Andy Stern: Savior or Sellout?

By Liza Featherstone

This article appeared in the July 16, 2007 edition of The Nation.

June 27, 2007

When Andy Stern, president of the Service Employees International Union (SEIU), and Lee Scott, CEO of Wal-Mart, appeared onstage together in early May, the pairing drew attention. The occasion was a lunchtime meeting of Better Health Care Together, a coalition of business, labor and political leaders, at a Hilton hotel in New York City. Stern had initiated the coalition with a letter to all the Fortune 500 CEOs inviting them to work with him on a solution to the nation's healthcare crisis. He says he was surprised that Wal-Mart--and so many other companies--responded. "When I write letters to CEOs," he explains matter-of-factly, "I usually don't get a response."

Outside the Hilton, several hundred men and women wearing United Food and Commercial Workers (UFCW) T-shirts, some of whom had come all the way from Maine and Pennsylvania, picketed the event, objecting to the "hypocrisy" of Wal-Mart CEO Lee Scott's appearance. Scott is accustomed to dodging protesters; his company has been engaged in a bitter public relations battle with the UFCW for years, with the union charging that Wal-Mart routinely violates the right to organize and offers stingy health benefits.

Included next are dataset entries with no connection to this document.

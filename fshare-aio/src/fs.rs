/*
File: fshare-aio/src/fs.rs
Purpose: Primitive synchronous filesystem operations.
*/
use std::{
    fs::{self, Permissions},
    io::{self, Write},
    path::Path,
    sync::Arc,
};

#[cfg(unix)]
use std::os::unix::fs::PermissionsExt;

use fshare_common::error::{FshareError, Result};
use tempfile::NamedTempFile;
use tracing::{debug, error, warn};

/// Checks if a path exists without following symlinks.
pub fn check_symlink_exists(path: &Path) -> bool {
    path.symlink_metadata().is_ok()
}

/// Creates a directory and all its parent components if they are missing.
pub fn create_dir_all(path: &Path) -> Result<()> {
    debug!("Creating directory recursively: {}", path.display());
    fs::create_dir_all(path).map_err(|e| {
        error!("Failed create dir {}: {}", path.display(), e);
        FshareError::from(e)
    })
}

/// Removes a file or symlink.
pub fn remove_file(path: &Path) -> Result<()> {
    debug!("Removing file: {}", path.display());
    fs::remove_file(path).map_err(|e| {
        if e.kind() != io::ErrorKind::NotFound {
            error!("Failed remove file {}: {}", path.display(), e);
        }
        FshareError::from(e)
    })
}

/// Removes a directory and all its contents recursively.
pub fn remove_directory_recursive(path: &Path) -> Result<()> {
    debug!("Removing directory recursively: {}", path.display());
    fs::remove_dir_all(path).map_err(|e| {
        if e.kind() != io::ErrorKind::NotFound {
            error!("Failed remove dir_all {}: {}", path.display(), e);
        }
        FshareError::from(e)
    })
}

/// Removes whatever lives at `path`. Directories are removed recursively,
/// symlinks are unlinked rather than followed. Returns `false` if nothing was
/// there.
pub fn remove_path(path: &Path) -> Result<bool> {
    match path.symlink_metadata() {
        Ok(metadata) => {
            if metadata.file_type().is_dir() {
                remove_directory_recursive(path)?;
            } else {
                remove_file(path)?;
            }
            Ok(true)
        }
        Err(e) if e.kind() == io::ErrorKind::NotFound => {
            debug!("Path not found (already removed?): {}", path.display());
            Ok(false)
        }
        Err(e) => Err(FshareError::from(e)),
    }
}

/// Copies a regular file, overwriting the destination.
pub fn copy_file(from: &Path, to: &Path) -> Result<u64> {
    debug!("Copying {} -> {}", from.display(), to.display());
    fs::copy(from, to).map_err(|e| {
        error!("Failed copy {} -> {}: {}", from.display(), to.display(), e);
        FshareError::from(e)
    })
}

/// Sets file permissions (Unix only). Mode is standard Unix octal mode.
#[cfg(unix)]
pub fn set_permissions(path: &Path, mode: u32) -> Result<()> {
    debug!("Setting permissions on {}: {:o}", path.display(), mode);
    fs::set_permissions(path, Permissions::from_mode(mode)).map_err(|e| {
        error!("Failed set permissions on {}: {}", path.display(), e);
        FshareError::from(e)
    })
}

#[cfg(not(unix))]
pub fn set_permissions(path: &Path, _mode: u32) -> Result<()> {
    warn!(
        "Setting permissions not fully supported on this platform: {}",
        path.display()
    );
    Ok(())
}

/// Returns true if the directory has no entries. A missing directory counts
/// as empty.
pub fn is_dir_empty(path: &Path) -> Result<bool> {
    match fs::read_dir(path) {
        Ok(mut entries) => Ok(entries.next().is_none()),
        Err(e) if e.kind() == io::ErrorKind::NotFound => Ok(true),
        Err(e) => Err(FshareError::from(e)),
    }
}

/// Atomically writes data to a file using a temporary file in the same
/// directory.
pub fn atomic_write_file(original_path: &Path, content: &[u8]) -> Result<()> {
    let dir = original_path.parent().ok_or_else(|| {
        FshareError::IoError(format!(
            "Cannot get parent directory for {}",
            original_path.display()
        ))
    })?;

    create_dir_all(dir)?;

    let mut temp_file = NamedTempFile::new_in(dir)?;
    let temp_path = temp_file.path().to_path_buf();

    debug!(
        "Atomically writing {} bytes to {} via temp file {}",
        content.len(),
        original_path.display(),
        temp_path.display()
    );

    temp_file.write_all(content)?;
    temp_file.flush()?;
    temp_file.as_file().sync_all()?;

    temp_file.persist(original_path).map_err(|e| {
        error!(
            "Failed to persist temporary file {} over {}: {}",
            temp_path.display(),
            original_path.display(),
            e.error
        );
        FshareError::Io(Arc::new(e.error))
    })?;

    // NamedTempFile is created 0600; downloaded payloads should be readable.
    if cfg!(unix) {
        if let Err(e) = set_permissions(original_path, 0o644) {
            warn!(
                "Failed to set default permissions on new file {}: {}",
                original_path.display(),
                e
            );
        }
    }

    Ok(())
}

#[cfg(test)]
mod tests {
    use tempfile::TempDir;

    use super::*;

    #[test]
    fn remove_path_reports_absence() {
        let dir = TempDir::new().unwrap();
        let missing = dir.path().join("missing");
        assert!(!remove_path(&missing).unwrap());
    }

    #[test]
    fn remove_path_handles_files_and_directories() {
        let dir = TempDir::new().unwrap();
        let file = dir.path().join("file");
        let nested = dir.path().join("nested/inner");
        fs::write(&file, b"x").unwrap();
        fs::create_dir_all(&nested).unwrap();
        fs::write(nested.join("f"), b"y").unwrap();

        assert!(remove_path(&file).unwrap());
        assert!(remove_path(&dir.path().join("nested")).unwrap());
        assert!(!file.exists());
        assert!(!dir.path().join("nested").exists());
    }

    #[test]
    fn atomic_write_creates_parent_and_content() {
        let dir = TempDir::new().unwrap();
        let target = dir.path().join("sub/payload.bin");
        atomic_write_file(&target, b"hello").unwrap();
        assert_eq!(fs::read(&target).unwrap(), b"hello");
    }

    #[test]
    fn is_dir_empty_treats_missing_as_empty() {
        let dir = TempDir::new().unwrap();
        assert!(is_dir_empty(&dir.path().join("nope")).unwrap());
        assert!(is_dir_empty(dir.path()).unwrap());
        fs::write(dir.path().join("a"), b"").unwrap();
        assert!(!is_dir_empty(dir.path()).unwrap());
    }
}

But the Wal-Mart boss wasn't the only target of righteous ire that day. The union activists were also upset about the presence of Andy Stern. "People feel he has sacrificed some of the basic principles of the labor movement" by appearing onstage with the Wal-Mart CEO, said Pat Purcell, an organizer of the Hilton picket. One of those principles is solidarity. "Our union is losing members every single day because of Wal-Mart," explains Purcell, director of special projects for UFCW Local 1500. "When we ask for help from other unions, we don't mean, You can have lunch with them but not dinner!" Though Purcell says he has "great respect" for Stern, he and other unionists feel that Stern enabled a public relations stunt by Wal-Mart, aimed at making the company look socially responsible.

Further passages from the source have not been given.